Mittwoch, 14. September 2011

PSG wirft mit Millionen um sich +++ Pastore teurer als Bullen-Kader

43 Millionen Euro hat Paris St. Germain im Sommer alleine für Javier Pastore ausgegeben – das ist mehr als der Marktwert des gesamten Kaders der Salzburger Fußball-Bullen. Dank Millionen-Investitionen neuer Besitzer aus Katar will der Hauptstadt-Klub an alte Erfolge anschließen. Den bisher letzten Meistertitel hatte PSG 1994 geholt, zwei Jahre später folgte in Brüssel der Triumph im Finale des Cups der Cupsieger gegen Rapid (1:0).

Die Krise der vergangenen Jahre ist vergessen. Seine finanziellen Sorgen ist der Nobelklub, der erst 1970 gegründet wurde, seit dem Frühjahr los. Neuer Mehrheits-Eigentümer ist der Staatsfonds „Qatar Investment Authority“, der über seine Sport-Sparte seit 31. Mai 70 Prozent der Anteile kontrolliert. Hinter dem Engagement steht Katars Kronprinz Tamim bin Hamad Al Thani, der das Ansehen des WM-Ausrichters 2022 in Europa stärken will. Aus diesem Grund werden Unsummen in die französischen Mannschaft gepumpt. Mehr als 85 Millionen Euro durfte der neue Sportdirektor Leonardo im Sommer ausgeben, alles andere als der dritte Meistertitel wäre da eine Enttäuschung.

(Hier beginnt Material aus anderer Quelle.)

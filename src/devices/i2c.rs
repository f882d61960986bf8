use std::sync::{Arc, Mutex};

/// An I2C target addressed by the peripheral controller's bit-bang
/// master.
///
/// Protocol framing, reconstructed by the master from open-drain line
/// edges: START is SDA falling while SCL is high, STOP is SDA rising
/// while SCL is high, data is sampled MSB-first on SCL rising edges, and
/// the ninth clock of every byte carries ACK (low) or NACK (high). The
/// byte after START is the 7-bit address plus the R/W bit.
pub trait I2cDevice: Send {
    /// The 7-bit address this target answers to.
    fn address(&self) -> u8;

    /// Address matched after a START. Returns the ACK for the address
    /// byte.
    fn start(&mut self, is_read: bool) -> bool;

    /// STOP condition observed while this target was addressed.
    fn stop(&mut self);

    /// A data byte from the master (write transaction). Returns ACK.
    fn write_byte(&mut self, data: u8) -> bool;

    /// The next byte to send to the master (read transaction).
    /// `master_will_ack` is false for the final byte of the transfer.
    fn read_byte(&mut self, master_will_ack: bool) -> u8;

    /// A write transaction was just acknowledged; no data byte has
    /// arrived yet. Register-pointer devices arm the pointer here. The
    /// default does nothing.
    fn begin_write(&mut self) {}

    fn reset(&mut self);

    fn name(&self) -> &'static str;
}

impl<D: I2cDevice> I2cDevice for Arc<Mutex<D>> {
    fn address(&self) -> u8 {
        self.lock().unwrap().address()
    }

    fn start(&mut self, is_read: bool) -> bool {
        self.lock().unwrap().start(is_read)
    }

    fn stop(&mut self) {
        self.lock().unwrap().stop()
    }

    fn write_byte(&mut self, data: u8) -> bool {
        self.lock().unwrap().write_byte(data)
    }

    fn read_byte(&mut self, master_will_ack: bool) -> u8 {
        self.lock().unwrap().read_byte(master_will_ack)
    }

    fn begin_write(&mut self) {
        self.lock().unwrap().begin_write()
    }

    fn reset(&mut self) {
        self.lock().unwrap().reset()
    }

    fn name(&self) -> &'static str {
        self.lock().unwrap().name()
    }
}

Der Saisonstart ist aber nicht wirklich nach Wunsch verlaufen. Bei der Generalprobe für den Europa-League-Auftakt am Donnerstag gegen Salzburg mühte sich PSG am Sonntag dank eines Treffers von Pastore zu einem 1:0 gegen Brest und liegt nach fünf Runden mit drei Siegen und einem Unentschieden auf Platz vier der französischen Meisterschaft.